Review by Brian Lowry, CNN

Marking Billy Porter’s film directing debut, “Anything’s Possible” is a sensitive high-school love story that’s so light on conflict as to risk blowing away. Placing a trans teen at its center adds some heft to material that would in an earlier era would have been presented as an after-school special, but the uplifting and timely messaging can’t completely elevate this earnest but thin Amazon movie.

The key relationship involves Kelsa (Eva Reign), a trans girl who doesn’t want that aspect of her life to overshadow everything else that’s unique about her as she plans for college and beyond; and Khal (Abubakr Ali), a shy and likable boy with a fuzzier future who is still finding himself.

Sparks fly almost instantly when the two share a class together, with the minor complication that Kelsa’s friend (Courtnee Carter) also has a crush on him.

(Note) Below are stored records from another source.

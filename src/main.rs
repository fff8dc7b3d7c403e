//! Roster CLI entry point.

use clap::Parser;

use roster::cli::{handle_error, run, Cli};
use roster::infrastructure::logging::LoggerImpl;

#[tokio::main]
async fn main() {
    let cli = Cli::parse();
    let json = cli.json;

    let config = match cli.load_config() {
        Ok(config) => config,
        Err(err) => handle_error(err, json),
    };

    let _logger = match LoggerImpl::init(&config.logging) {
        Ok(logger) => logger,
        Err(err) => handle_error(err, json),
    };

    if let Err(err) = run(cli, &config).await {
        handle_error(err, json);
    }
}
//! Port trait definitions (Hexagonal Architecture)
//!
//! Async trait interfaces that infrastructure adapters implement:
//! - UserStore: identity record persistence
//! - RelationStore: directional relationship persistence and change feed
//! - CacheClient: key-value cache tier

pub mod cache;
pub mod null_cache;
pub mod relation_store;
pub mod user_store;

pub use cache::{CacheClient, CacheError, CacheResult};
pub use null_cache::NullCacheClient;
pub use relation_store::RelationStore;
pub use user_store::UserStore;
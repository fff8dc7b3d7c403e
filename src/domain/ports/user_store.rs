//! Identity store port.

use async_trait::async_trait;

use crate::domain::errors::DomainResult;
use crate::domain::models::{Page, User, UserChanges, UserUpdate};

/// Persistence interface for identity records.
///
/// Implemented by the SQLite store and by the cache-aside decorator
/// that wraps it.
#[async_trait]
pub trait UserStore: Send + Sync {
    /// Insert a new user. `Conflict` if the phone or email is taken.
    async fn create(&self, user: &User) -> DomainResult<User>;

    /// `NotFound` if no user carries this identifier.
    async fn get_by_uuid(&self, uuid: &str) -> DomainResult<User>;

    /// `NotFound` if no user carries this phone number.
    async fn get_by_phone(&self, telephone: &str) -> DomainResult<User>;

    /// Fetch every user among `uuids` that exists. Unknown ids are skipped.
    async fn get_many(&self, uuids: &[String]) -> DomainResult<Vec<User>>;

    /// Write the fields set in `changes` and advance `updated_at`; every
    /// other column keeps its stored value. `NotFound` for an unknown
    /// identifier, `Conflict` if the new phone number is taken.
    async fn update(&self, uuid: &str, changes: &UserChanges) -> DomainResult<UserUpdate>;

    async fn exists_by_phone(&self, telephone: &str) -> DomainResult<bool>;

    async fn exists_by_email(&self, email: &str) -> DomainResult<bool>;

    /// Active users whose phone or nickname contains `keyword`, newest
    /// first, with the total match count.
    async fn search(&self, keyword: &str, page: Page) -> DomainResult<(Vec<User>, u64)>;
}
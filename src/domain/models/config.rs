use serde::{Deserialize, Serialize};
use std::path::PathBuf;
use std::time::Duration;

/// Main configuration structure for Roster
#[derive(Debug, Clone, Serialize, Deserialize, Default)]
#[serde(rename_all = "snake_case")]
pub struct Config {
    /// Database configuration
    #[serde(default)]
    pub database: DatabaseConfig,

    /// Cache tier configuration
    #[serde(default)]
    pub cache: CacheConfig,

    /// Relationship sync limits
    #[serde(default)]
    pub sync: SyncConfig,

    /// Logging configuration
    #[serde(default)]
    pub logging: LoggingConfig,
}

/// Database configuration
#[derive(Debug, Clone, Serialize, Deserialize)]
#[serde(rename_all = "snake_case")]
pub struct DatabaseConfig {
    /// Path to `SQLite` database file
    #[serde(default = "default_database_path")]
    pub path: String,

    /// Maximum number of database connections in pool
    #[serde(default = "default_max_connections")]
    pub max_connections: u32,

    /// How long a caller may wait for a pooled connection
    #[serde(default = "default_acquire_timeout_ms")]
    pub acquire_timeout_ms: u64,
}

fn default_database_path() -> String {
    ".roster/roster.db".to_string()
}

const fn default_max_connections() -> u32 {
    10
}

const fn default_acquire_timeout_ms() -> u64 {
    3_000
}

impl Default for DatabaseConfig {
    fn default() -> Self {
        Self {
            path: default_database_path(),
            max_connections: default_max_connections(),
            acquire_timeout_ms: default_acquire_timeout_ms(),
        }
    }
}

/// Which cache tier backs identity lookups.
#[derive(Debug, Clone, Copy, PartialEq, Eq, Serialize, Deserialize)]
#[serde(rename_all = "snake_case")]
pub enum CacheBackend {
    /// Shared Redis instance
    Redis,
    /// In-process moka cache (single node)
    Memory,
    /// Always miss; every read goes to the store
    None,
}

/// Cache tier configuration
#[derive(Debug, Clone, Serialize, Deserialize)]
#[serde(rename_all = "snake_case")]
pub struct CacheConfig {
    #[serde(default = "default_cache_backend")]
    pub backend: CacheBackend,

    /// Redis connection URL
    #[serde(default = "default_redis_url")]
    pub redis_url: String,

    /// Upper bound on a single cache call
    #[serde(default = "default_op_timeout_ms")]
    pub op_timeout_ms: u64,

    /// Base TTL of a user snapshot
    #[serde(default = "default_user_ttl_secs")]
    pub user_ttl_secs: u64,

    /// Maximum random extension added to each snapshot TTL
    #[serde(default = "default_user_ttl_jitter_secs")]
    pub user_ttl_jitter_secs: u64,

    /// Entry cap for the in-process backend
    #[serde(default = "default_memory_max_capacity")]
    pub memory_max_capacity: u64,
}

const fn default_cache_backend() -> CacheBackend {
    CacheBackend::Memory
}

fn default_redis_url() -> String {
    "redis://127.0.0.1:6379".to_string()
}

const fn default_op_timeout_ms() -> u64 {
    200
}

const fn default_user_ttl_secs() -> u64 {
    4 * 60 * 60
}

const fn default_user_ttl_jitter_secs() -> u64 {
    30 * 60
}

const fn default_memory_max_capacity() -> u64 {
    100_000
}

impl CacheConfig {
    pub const fn op_timeout(&self) -> Duration {
        Duration::from_millis(self.op_timeout_ms)
    }

    pub const fn user_ttl(&self) -> Duration {
        Duration::from_secs(self.user_ttl_secs)
    }

    pub const fn user_ttl_jitter(&self) -> Duration {
        Duration::from_secs(self.user_ttl_jitter_secs)
    }
}

impl Default for CacheConfig {
    fn default() -> Self {
        Self {
            backend: default_cache_backend(),
            redis_url: default_redis_url(),
            op_timeout_ms: default_op_timeout_ms(),
            user_ttl_secs: default_user_ttl_secs(),
            user_ttl_jitter_secs: default_user_ttl_jitter_secs(),
            memory_max_capacity: default_memory_max_capacity(),
        }
    }
}

/// Relationship sync configuration
#[derive(Debug, Clone, Copy, Serialize, Deserialize)]
#[serde(rename_all = "snake_case")]
pub struct SyncConfig {
    /// Page size used when the client sends 0
    #[serde(default = "default_sync_limit")]
    pub default_limit: u32,

    /// Requested page sizes are clamped to this
    #[serde(default = "default_sync_max_limit")]
    pub max_limit: u32,
}

const fn default_sync_limit() -> u32 {
    100
}

const fn default_sync_max_limit() -> u32 {
    500
}

impl Default for SyncConfig {
    fn default() -> Self {
        Self {
            default_limit: default_sync_limit(),
            max_limit: default_sync_max_limit(),
        }
    }
}

/// Logging configuration
#[derive(Debug, Clone, Serialize, Deserialize)]
#[serde(rename_all = "snake_case")]
pub struct LoggingConfig {
    /// Log level: trace, debug, info, warn, error
    #[serde(default = "default_log_level")]
    pub level: String,

    /// Log format: json or pretty
    #[serde(default = "default_log_format")]
    pub format: String,

    /// Directory for rolling log files; stderr only when unset
    #[serde(default)]
    pub log_dir: Option<PathBuf>,

    /// File rotation: daily, hourly or never
    #[serde(default = "default_rotation")]
    pub rotation: String,
}

fn default_log_level() -> String {
    "info".to_string()
}

fn default_log_format() -> String {
    "pretty".to_string()
}

fn default_rotation() -> String {
    "daily".to_string()
}

impl Default for LoggingConfig {
    fn default() -> Self {
        Self {
            level: default_log_level(),
            format: default_log_format(),
            log_dir: None,
            rotation: default_rotation(),
        }
    }
}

Therein lies the movie’s main problem, since all the complications in Ximena García Lecuona’s script feel relatively minor, and slightly scattered: Khal worrying about whether his family will approve; Khal’s friend (Grant Reynolds) exhibiting a transphobic side; Kelsa being told Khal is “only dating you for the ‘woke’ points;” and an argument that gets blown out of proportion, unleashing more anti-trans sentiment.

The fact that both of the protagonists share their thoughts online, essentially allowing them to alternate in narrating the story, might be emblematic of the times, but risks playing like a device to get inside their heads in ways that the story otherwise doesn’t.

The most memorable elements, as a consequence, have little to do with advancing the larger story, but rather stem from the natural and awkward but sweet way that Kelsa and Khal get to know each other, with the self-sufficient Kelsa flatly telling him, “I don’t need you to save me.”

The same goes for Kelsa’s relationship with her mom (“Hamilton’s” Renée Elise Goldsberry), with the girl’s references to the “law of averages” meaning that mom isn’t allowed to dwell on questions that wouldn’t be asked of any other kid.

Those scenes hint at a more ambitious movie that “Anything’s Possible” never quite becomes, which seems particularly notable when juxtaposed with series that cover similar terrain, like Porter’s run on “Pose” or HBO’s “Euphoria.” Porter does turn the setting into a love letter to his native Pittsburgh, which adds to the personal nature of the enterprise.

The result, finally, is kind of this, kind of that, and at its best, kind of good. In keeping with the title, “Anything’s Possible” feels more interesting for the promise exhibited by its key players than what the movie delivers.

“Anything’s Possible” premieres July 22 on Amazon. It’s rated PG-13.